Pour ce faire, le quintet de Barnsley a décidé de miser sur l'imagerie biker initiée sur "Stallions of the Highway" figurant sur la réalisation inaugurale. L'intitulé du recueil, sa pochette et la plupart des pistes font directement référence à l'asphalte et aux grosses cylindrées, ce qui va leur attirer le prestigieux parrainage de Motörhead et la ferveur des motards adeptes de heavy sans chichis. Les Britanniques ont en effet recentré leur propos – finis les envolées blues et les chœurs délicats qui parsemaient leur enregistrement précédent. Désormais, on fait dans le carré, le direct et le sévèrement burné. Bien aidé par le producteur Peter Hinton, Saxon adopte un son à la fois plein et tranchant qui lui permet d'être autant à l'aise sur les tempos lourds que les séquences rapides. Tous ces ingrédients viennent transcender l'indéniable potentiel d'un collectif qui ne renferme pas de virtuoses en son sein mais dont la cohésion est déjà bien affirmée – le groupe existe depuis 1976 – et qui détient avec Byford une signature vocale qui les distingue de la plupart de leurs contemporains. Évoluant dans un registre aigu sans pour autant atteindre la stridence, celui-ci fait songer à un Bon Scott en un peu moins éraillé, un peu moins bluesy aussi. La généreuse dose de réverb' confère à son chant une (relative) froideur qui s'accorde à merveille avec l'ambiance délibérément metal instaurée par ses acolytes. Les interventions de Byford s'inscrivent cependant dans une veine très mélodique, comme en attestent les couplets mélancoliques de "Suzie Hold On".

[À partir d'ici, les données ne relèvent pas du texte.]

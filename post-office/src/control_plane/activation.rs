//! Failover promotion of a backup post office.

use std::sync::atomic::{AtomicBool, Ordering};
use std::sync::Arc;
use tracing::info;

use crate::collaborators::Queue;
use crate::observability::events;
use crate::routing::address_manager::AddressManager;

const COMPONENT: &str = "activation";

pub(crate) struct ActivationController<'a> {
    address_manager: &'a dyn AddressManager,
    backup: &'a AtomicBool,
}

impl<'a> ActivationController<'a> {
    pub(crate) fn new(address_manager: &'a dyn AddressManager, backup: &'a AtomicBool) -> Self {
        Self {
            address_manager,
            backup,
        }
    }

    /// Clears the backup flag and activates every bound queue.
    ///
    /// Returns the queues whose activation is still pending and need
    /// catch-up handling by the caller.
    pub(crate) fn activate(&self) -> Vec<Arc<dyn Queue>> {
        self.backup.store(false, Ordering::Release);

        let bindings = self.address_manager.bindings();
        let pending: Vec<Arc<dyn Queue>> = bindings
            .values()
            .map(|binding| binding.queue())
            .filter(|queue| !queue.activate())
            .cloned()
            .collect();

        info!(
            event = events::ACTIVATION_OK,
            component = COMPONENT,
            queues = bindings.len(),
            pending = pending.len(),
            "post office activated"
        );
        pending
    }
}

#[cfg(test)]
mod tests {
    use super::ActivationController;
    use crate::address::Address;
    use crate::binding::Binding;
    use crate::collaborators::Queue;
    use crate::routing::address_manager::AddressManager;
    use crate::routing::simple_address_manager::SimpleAddressManager;
    use crate::test_support::TestQueue;
    use std::sync::atomic::{AtomicBool, Ordering};
    use std::sync::Arc;

    #[test]
    fn returns_only_queues_still_pending() {
        let manager = SimpleAddressManager::new();
        let ready = Arc::new(TestQueue::new("ready"));
        let pending = Arc::new(TestQueue::new("pending").pending_activation());
        ready.set_backup();
        for queue in [ready.clone(), pending.clone()] {
            manager
                .register_binding(Arc::new(Binding::new(
                    Address::from("orders"),
                    queue,
                    false,
                )))
                .unwrap();
        }
        let backup = AtomicBool::new(true);

        let returned = ActivationController::new(&manager, &backup).activate();

        let names: Vec<&str> = returned.iter().map(|queue| queue.name()).collect();
        assert_eq!(names, vec!["pending"]);
        assert!(!backup.load(Ordering::SeqCst));
        assert!(!ready.is_backup());
    }

    #[test]
    fn activating_empty_directory_returns_nothing() {
        let manager = SimpleAddressManager::new();
        let backup = AtomicBool::new(true);

        assert!(ActivationController::new(&manager, &backup)
            .activate()
            .is_empty());
    }
}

En ouverture, l'explicite "Motorcycle Man" avec ses vrombissements liminaires, pose le décor : un riff simple et nerveux, des vocaux puissants et paire rythmique musclée – la partie de batterie sur le second solo faisant songer à "Overkill" de Motörhead. La complicité des deux guitaristes Quinn et Oliver est évidente, mettant leur force de frappe au service d'une composition rigoureuse au tempo soutenu. À ce futur classique s'ajoutent deux autres plus lents - "747 (Strangers in the Night)" qui tire un peu en longueur malgré l'astucieuse accalmie sur le refrain et l'hymne "Wheels of Steel", véritable appel au headbanging dont le motif basique à la six-cordes est répété jusqu'à plus soif, évoquant une version pépère du "Suzie Smiled" que les Tygers of Pan Tang sortiront quelques semaines plus tard. Mais lorsque les membres de Saxon attaquent les titres rapides, on change de braquet. Frondeuses et speedées, "Freeway Mad", "Street Fighting Gang" et dans une moindre mesure "Stand Up and Be Counted" ne donnent pas dans le bavardage inutile et prouvent que ces metalheads n'ont pas complètement squeezé le punk. Oui, les mecs de Saxon peuvent (encore) être dangereux et la jouer petites frappes, l'affolant "Freeway Mad" s'achevant d'ailleurs dans les sirènes des bagnoles de flics.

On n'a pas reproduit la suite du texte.